→ **INPUT MATERIAL**
########################################

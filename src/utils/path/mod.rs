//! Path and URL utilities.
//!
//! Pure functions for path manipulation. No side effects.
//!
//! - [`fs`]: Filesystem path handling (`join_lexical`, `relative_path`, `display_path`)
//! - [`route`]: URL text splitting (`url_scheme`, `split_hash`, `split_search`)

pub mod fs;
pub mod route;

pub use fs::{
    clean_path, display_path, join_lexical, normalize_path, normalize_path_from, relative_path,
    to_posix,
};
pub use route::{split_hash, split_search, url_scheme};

########################################

Your reply must repeat the records above exactly and in full.

→ **ANSWER TO THIS EXERCISE**
filename src/utils/path/mod.rs
//! Path and URL utilities.
//!
//! Pure functions for path manipulation. No side effects.
//!
//! - [`fs`]: Filesystem path handling (`join_lexical`, `relative_path`, `display_path`)
//! - [`route`]: URL text splitting (`url_scheme`, `split_hash`, `split_search`)

pub mod fs;
pub mod route;

pub use fs::{
    clean_path, display_path, join_lexical, normalize_path, normalize_path_from, relative_path,
    to_posix,
};
pub use route::{split_hash, split_search, url_scheme};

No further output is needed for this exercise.